Once the line containing "let mut holed = rect.clone();" is found in the entries below, restate it and each following line word for word, stopping after the line containing "let root = Affine::scale(settings.pixel_ratio);".
——————————
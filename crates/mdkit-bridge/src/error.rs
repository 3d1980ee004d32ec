//! Error types for the bridge crate.

use thiserror::Error;

/// Bridge error type
#[derive(Error, Debug, Clone, PartialEq)]
pub enum BridgeError {
    /// Bytes read out of linear memory were not valid UTF-8
    #[error("invalid UTF-8 in guest string: valid up to byte {valid_up_to} of {len}")]
    Decode {
        /// Length of the longest valid prefix
        valid_up_to: usize,
        /// Total length of the decoded region
        len: usize,
    },

    /// The guest allocator could not satisfy a request
    #[error("guest allocation of {requested} bytes failed: {reason}")]
    AllocationFailure {
        /// Requested size in bytes
        requested: u32,
        /// What the allocator reported
        reason: String,
    },

    /// The guest invoked the raise intrinsic
    #[error("{0}")]
    ModuleRaised(String),

    /// The guest trapped outside the raise intrinsic
    #[error("guest trapped: {0}")]
    Trap(String),

    /// A required export is absent from the module
    #[error("module export '{0}' not found")]
    MissingExport(String),

    /// Engine, link or instantiation failure
    #[error("WASM error: {0}")]
    Wasm(String),

    /// Configuration error
    #[error("configuration error: {0}")]
    Config(String),

    /// A pointer/length pair falls outside the current memory view
    #[error("region {offset}+{len} outside linear memory of {memory_len} bytes")]
    OutOfBounds {
        /// Start offset of the region
        offset: u32,
        /// Region length
        len: u32,
        /// Byte length of the view that was consulted
        memory_len: usize,
    },

    /// Handle does not name a table entry
    #[error("invalid reference handle {0}")]
    InvalidHandle(u32),

    /// Handle names an entry of the wrong kind for the operation
    #[error("reference handle {handle} is not {expected}")]
    InvalidTarget {
        /// Offending handle
        handle: u32,
        /// Kind the operation required
        expected: &'static str,
    },

    /// A composite value reaches itself
    #[error("reference handle {0} is part of a cycle")]
    CyclicValue(u32),

    /// A value nests composites deeper than the configured limit
    #[error("value nests deeper than {max_depth} levels")]
    ValueTooDeep {
        /// Configured depth limit
        max_depth: usize,
    },

    /// A value expands to more nodes than the configured budget
    #[error("value expands to more than {max_nodes} nodes")]
    ValueTooLarge {
        /// Configured node budget
        max_nodes: usize,
    },
}

/// Result type alias for bridge operations
pub type Result<T> = std::result::Result<T, BridgeError>;

impl BridgeError {
    /// Recover a bridge error from a failed guest call.
    ///
    /// Host intrinsics return `BridgeError` values that wasmtime carries
    /// through the guest as traps; those are unwrapped unchanged. Any other
    /// failure is reported as a guest trap.
    pub fn from_guest_call(err: wasmtime::Error) -> Self {
        match err.downcast::<BridgeError>() {
            Ok(bridge_err) => bridge_err,
            Err(err) => match err.downcast_ref::<wasmtime::Trap>() {
                Some(trap) => BridgeError::Trap(trap.to_string()),
                None => BridgeError::Trap(format!("{:#}", err)),
            },
        }
    }
}
fn register_casts(linker: &mut Linker<BridgeState>, ns: &str) -> Result<()> {
    linker
        .func_wrap(
            ns,
            "cast_f64",
            |mut caller: Caller<'_, BridgeState>, n: f64| -> wasmtime::Result<i32> {
                Ok(dispatch(&mut caller, HostOp::CastF64(n))?.to_abi())
            },
        )
        .map_err(link_error("cast_f64"))?;

    linker
        .func_wrap(
            ns,
            "cast_string",
            |mut caller: Caller<'_, BridgeState>, ptr: i32, len: i32| -> wasmtime::Result<i32> {
                let text = caller_string(&mut caller, ptr, len)?;
                Ok(dispatch(&mut caller, HostOp::CastString(text))?.to_abi())
            },
        )
        .map_err(link_error("cast_string"))?;

    linker
        .func_wrap(
            ns,
            "cast_u64",
            |mut caller: Caller<'_, BridgeState>, n: i64| -> wasmtime::Result<i32> {
                // The guest passes the bit pattern; reinterpret as unsigned.
                Ok(dispatch(&mut caller, HostOp::CastU64(n as u64))?.to_abi())
            },
        )
        .map_err(link_error("cast_u64"))?;

    Ok(())
}

#[cfg(test)]
mod tests {
    use super::*;
    use crate::bridge::value::StructuredValue;

    fn handle(output: OpOutput) -> Handle {
        match output {
            OpOutput::Handle(h) => h,
            other => panic!("expected handle, got {:?}", other),
        }
    }

    #[test]
    fn test_constructors_return_distinct_handles() {
        let mut table = ExternRefTable::new();
        let a = handle(apply(&mut table, HostOp::NewObject).unwrap());
        let b = handle(apply(&mut table, HostOp::NewArray).unwrap());
        let c = handle(apply(&mut table, HostOp::NewMap).unwrap());
        assert!(a.index() >= ExternRefTable::RESERVED);
        assert_ne!(a, b);
        assert_ne!(b, c);
    }

    #[test]
    fn test_map_set_builds_ordered_mapping() {
        let mut table = ExternRefTable::new();
        let map = handle(apply(&mut table, HostOp::NewMap).unwrap());
        for (k, v) in [("a", 1.0), ("b", 2.0)] {
            let key = handle(apply(&mut table, HostOp::CastString(k.into())).unwrap());
            let value = handle(apply(&mut table, HostOp::CastF64(v)).unwrap());
            let returned = apply(&mut table, HostOp::MapSet { map, key, value }).unwrap();
            assert_eq!(returned, OpOutput::Handle(map));
        }

        let resolved = table.resolve(map).unwrap();
        assert_eq!(
            resolved,
            StructuredValue::Map(vec![
                (
                    StructuredValue::String("a".into()),
                    StructuredValue::Number(1.0)
                ),
                (
                    StructuredValue::String("b".into()),
                    StructuredValue::Number(2.0)
                ),
            ])
        );
        assert_eq!(resolved.to_json(), serde_json::json!({"a": 1, "b": 2}));
    }

    #[test]
    fn test_raise_carries_message_verbatim() {
        let mut table = ExternRefTable::new();
        let err = apply(
            &mut table,
            HostOp::Raise {
                message: "unclosed fence at line 3".into(),
            },
        )
        .unwrap_err();
        assert_eq!(
            err,
            BridgeError::ModuleRaised("unclosed fence at line 3".into())
        );
        assert_eq!(err.to_string(), "unclosed fence at line 3");
    }

    #[test]
    fn test_is_string_and_casts() {
        let mut table = ExternRefTable::new();
        let s = handle(apply(&mut table, HostOp::CastString("x".into())).unwrap());
        let n = handle(apply(&mut table, HostOp::CastU64(u64::MAX)).unwrap());
        assert_eq!(
            apply(&mut table, HostOp::IsString { value: s }).unwrap(),
            OpOutput::Flag(true)
        );
        assert_eq!(
            apply(&mut table, HostOp::IsString { value: n }).unwrap(),
            OpOutput::Flag(false)
        );
        assert_eq!(table.resolve(n).unwrap(), StructuredValue::BigInt(u64::MAX));
    }

    #[test]
    fn test_error_values_resolve() {
        let mut table = ExternRefTable::new();
        let err = handle(
            apply(
                &mut table,
                HostOp::NewError {
                    message: "bad heading".into(),
                },
            )
            .unwrap(),
        );
        assert_eq!(
            table.resolve(err).unwrap(),
            StructuredValue::Error("bad heading".into())
        );
    }

    #[test]
    fn test_output_abi_encoding() {
        assert_eq!(OpOutput::Unit.to_abi(), 0);
        assert_eq!(OpOutput::Flag(true).to_abi(), 1);
        assert_eq!(OpOutput::Handle(Handle::FALSE).to_abi(), 3);
    }
}
use std::sync::Arc;

use crate::{
    assets::decode::DecodedImage,
    config::{EditorConfig, GuideCircle},
    editor::session::EditorSession,
    foundation::core::{Affine, BezPath, Rect},
    foundation::error::{CoverError, CoverResult},
};

/// Flattening tolerance for circle and rounded-rect outlines, in stage units.
const PATH_TOLERANCE: f64 = 0.05;

/// Knobs for turning a session into pixels.
#[derive(Clone, Debug, PartialEq)]
pub struct RenderSettings {
    /// Device pixels per stage unit.
    pub pixel_ratio: f64,
    /// Straight RGBA clear color; `None` keeps the background transparent.
    pub background: Option<[u8; 4]>,
    /// Straight RGBA fill for shapes.
    pub shape_fill: [u8; 4],
    pub guides: Vec<GuideCircle>,
    pub guide_fill: [u8; 4],
}

impl Default for RenderSettings {
    fn default() -> Self {
        Self::from_config(&EditorConfig::default())
    }
}

impl RenderSettings {
    pub fn from_config(config: &EditorConfig) -> Self {
        Self {
            pixel_ratio: config.pixel_ratio,
            background: config.background,
            shape_fill: config.shape_fill,
            guides: config.guides.clone(),
            guide_fill: config.guide_fill,
        }
    }

    /// Same settings at 1:1 density, for on-screen previews.
    pub fn preview(&self) -> Self {
        Self {
            pixel_ratio: 1.0,
            ..self.clone()
        }
    }
}

/// Circular hole punched out of a [`ClipMask`].
#[derive(Clone, Copy, Debug, PartialEq, serde::Serialize, serde::Deserialize)]
pub struct CircleCutout {
    pub cx: f64,
    pub cy: f64,
    pub radius: f64,
}

/// Optional mask for the image layer: the image is only visible inside the
/// rectangle and outside the cutout. Shapes are never masked.
#[derive(Clone, Copy, Debug, PartialEq, serde::Serialize, serde::Deserialize)]
pub struct ClipMask {
    pub x: f64,
    pub y: f64,
    pub width: f64,
    pub height: f64,
    #[serde(default)]
    pub cutout: Option<CircleCutout>,
}

impl ClipMask {
    pub fn validate(&self) -> CoverResult<()> {
        let mut vals = vec![self.x, self.y, self.width, self.height];
        if let Some(c) = self.cutout {
            vals.extend([c.cx, c.cy, c.radius]);
            if c.radius < 0.0 {
                return Err(CoverError::validation("clip cutout radius must be >= 0"));
            }
        }
        if vals.iter().any(|v| !v.is_finite()) {
            return Err(CoverError::validation("clip mask values must be finite"));
        }
        if self.width <= 0.0 || self.height <= 0.0 {
            return Err(CoverError::validation("clip mask must have a positive size"));
        }
        Ok(())
    }

    /// Clip layers in stage coordinates, each filled even-odd and applied
    /// nested. The first is the rectangle; with a cutout, a second layer
    /// holds the rectangle plus the circle. A cutout reaching past the
    /// rectangle therefore never uncovers anything outside it.
    pub fn clip_paths(&self) -> Vec<BezPath> {
        use kurbo::Shape as _;

        let rect = Rect::new(self.x, self.y, self.x + self.width, self.y + self.height)
            .to_path(PATH_TOLERANCE);
        let Some(c) = self.cutout else {
            return vec![rect];
        };
        let mut holed = rect.clone();
        holed.extend(kurbo::Circle::new((c.cx, c.cy), c.radius).path_elements(PATH_TOLERANCE));
        vec![rect, holed]
    }
}

/// One paint operation, already in device space.
#[derive(Clone, Debug)]
pub enum DrawOp {
    Image {
        image: Arc<DecodedImage>,
        transform: Affine,
        /// Nested even-odd clip layers in device coordinates.
        clips: Vec<BezPath>,
    },
    FillPath {
        path: BezPath,
        transform: Affine,
        /// Straight RGBA.
        color: [u8; 4],
    },
}

/// Backend-agnostic description of one composite.
#[derive(Clone, Debug)]
pub struct RenderPlan {
    pub width: u32,
    pub height: u32,
    pub background: Option<[u8; 4]>,
    /// Paint order: first op is bottom-most.
    pub ops: Vec<DrawOp>,
}

/// Lay out the session as draw ops: image first, then shapes in list order,
/// then guides.
pub fn compile_scene(session: &EditorSession, settings: &RenderSettings) -> CoverResult<RenderPlan> {
    use kurbo::Shape as _;

    let (width, height) = session.stage().scaled(settings.pixel_ratio)?;
    let root = Affine::scale(settings.pixel_ratio);

    let mut ops = Vec::with_capacity(session.shapes().len() + settings.guides.len() + 1);

    if let Some(img) = session.image() {
        let clips = session
            .clip()
            .map(|c| c.clip_paths().into_iter().map(|p| root * p).collect())
            .unwrap_or_default();
        ops.push(DrawOp::Image {
            image: img.bitmap().clone(),
            transform: root * img.placement().to_affine(),
            clips,
        });
    }

    for shape in session.shapes().iter() {
        ops.push(DrawOp::FillPath {
            path: shape.to_path(PATH_TOLERANCE),
            transform: root,
            color: settings.shape_fill,
        });
    }

    for g in &settings.guides {
        ops.push(DrawOp::FillPath {
            path: kurbo::Circle::new((g.x, g.y), g.radius).to_path(PATH_TOLERANCE),
            transform: root,
            color: settings.guide_fill,
        });
    }

    Ok(RenderPlan {
        width,
        height,
        background: settings.background,
        ops,
    })
}

#[cfg(test)]
mod tests {
    use super::*;
    use crate::{
        editor::{image::ImageState, shapes::ShapeType},
        foundation::core::Point,
    };

    #[test]
    fn empty_session_compiles_to_blank_plan() {
        let s = EditorSession::default();
        let plan = compile_scene(&s, &RenderSettings::default()).unwrap();
        assert_eq!((plan.width, plan.height), (900, 1800));
        assert!(plan.ops.is_empty());
        assert_eq!(plan.background, None);
    }

    #[test]
    fn image_is_painted_before_shapes() {
        let mut s = EditorSession::default();
        let defaults = s.config().shape_defaults;
        s.shapes_mut().add(ShapeType::Circle, &defaults);
        let img = DecodedImage::from_rgba8(1, 1, vec![1, 2, 3, 255]).unwrap();
        s.set_image(ImageState::new(Arc::new(img)));
        s.shapes_mut().add(ShapeType::Rectangle, &defaults);

        let plan = compile_scene(&s, &RenderSettings::default()).unwrap();
        assert_eq!(plan.ops.len(), 3);
        assert!(matches!(&plan.ops[0], DrawOp::Image { clips, .. } if clips.is_empty()));
        assert!(matches!(plan.ops[1], DrawOp::FillPath { .. }));
        assert!(matches!(plan.ops[2], DrawOp::FillPath { .. }));
    }

    #[test]
    fn guides_are_painted_last_with_their_own_fill() {
        let mut s = EditorSession::new(EditorConfig::phone_camera()).unwrap();
        let defaults = s.config().shape_defaults;
        s.shapes_mut().add(ShapeType::Rectangle, &defaults);

        let plan = compile_scene(&s, &RenderSettings::from_config(s.config())).unwrap();
        assert_eq!(plan.ops.len(), 3);
        assert!(matches!(plan.ops[0], DrawOp::FillPath { color: [0, 0, 0, 255], .. }));
        for op in &plan.ops[1..] {
            assert!(matches!(op, DrawOp::FillPath { color: [211, 211, 211, 255], .. }));
        }

        let none = compile_scene(&s, &RenderSettings::default()).unwrap();
        assert_eq!(none.ops.len(), 1);
    }

    #[test]
    fn pixel_ratio_is_folded_into_transforms() {
        let mut s = EditorSession::default();
        let img = DecodedImage::from_rgba8(1, 1, vec![0, 0, 0, 255]).unwrap();
        s.set_image(ImageState::new(Arc::new(img)));
        s.require_image_mut().unwrap().0.set_position(10.0, 20.0).unwrap();

        let plan = compile_scene(&s, &RenderSettings::default()).unwrap();
        let DrawOp::Image { transform, .. } = &plan.ops[0] else {
            panic!("expected image op");
        };
        let p = *transform * Point::ORIGIN;
        assert_eq!((p.x, p.y), (30.0, 60.0));
    }

    #[test]
    fn clip_mask_validates_and_builds_nested_layers() {
        let mask = ClipMask {
            x: 50.0,
            y: 50.0,
            width: 200.0,
            height: 300.0,
            cutout: Some(CircleCutout {
                cx: 150.0,
                cy: 150.0,
                radius: 40.0,
            }),
        };
        mask.validate().unwrap();
        let moves = |p: &BezPath| {
            p.elements()
                .iter()
                .filter(|el| matches!(el, kurbo::PathEl::MoveTo(_)))
                .count()
        };
        let layers = mask.clip_paths();
        assert_eq!(layers.len(), 2);
        assert_eq!(moves(&layers[0]), 1);
        assert_eq!(moves(&layers[1]), 2);

        let plain = ClipMask {
            cutout: None,
            ..mask
        };
        assert_eq!(plain.clip_paths().len(), 1);

        let bad = ClipMask {
            width: 0.0,
            ..mask
        };
        assert!(bad.validate().is_err());
    }
}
——————————
### THE COMPLETED TASK
        let mut holed = rect.clone();
        holed.extend(kurbo::Circle::new((c.cx, c.cy), c.radius).path_elements(PATH_TOLERANCE));
        vec![rect, holed]
    }
}

/// One paint operation, already in device space.
#[derive(Clone, Debug)]
pub enum DrawOp {
    Image {
        image: Arc<DecodedImage>,
        transform: Affine,
        /// Nested even-odd clip layers in device coordinates.
        clips: Vec<BezPath>,
    },
    FillPath {
        path: BezPath,
        transform: Affine,
        /// Straight RGBA.
        color: [u8; 4],
    },
}

/// Backend-agnostic description of one composite.
#[derive(Clone, Debug)]
pub struct RenderPlan {
    pub width: u32,
    pub height: u32,
    pub background: Option<[u8; 4]>,
    /// Paint order: first op is bottom-most.
    pub ops: Vec<DrawOp>,
}

/// Lay out the session as draw ops: image first, then shapes in list order,
/// then guides.
pub fn compile_scene(session: &EditorSession, settings: &RenderSettings) -> CoverResult<RenderPlan> {
    use kurbo::Shape as _;

    let (width, height) = session.stage().scaled(settings.pixel_ratio)?;
    let root = Affine::scale(settings.pixel_ratio);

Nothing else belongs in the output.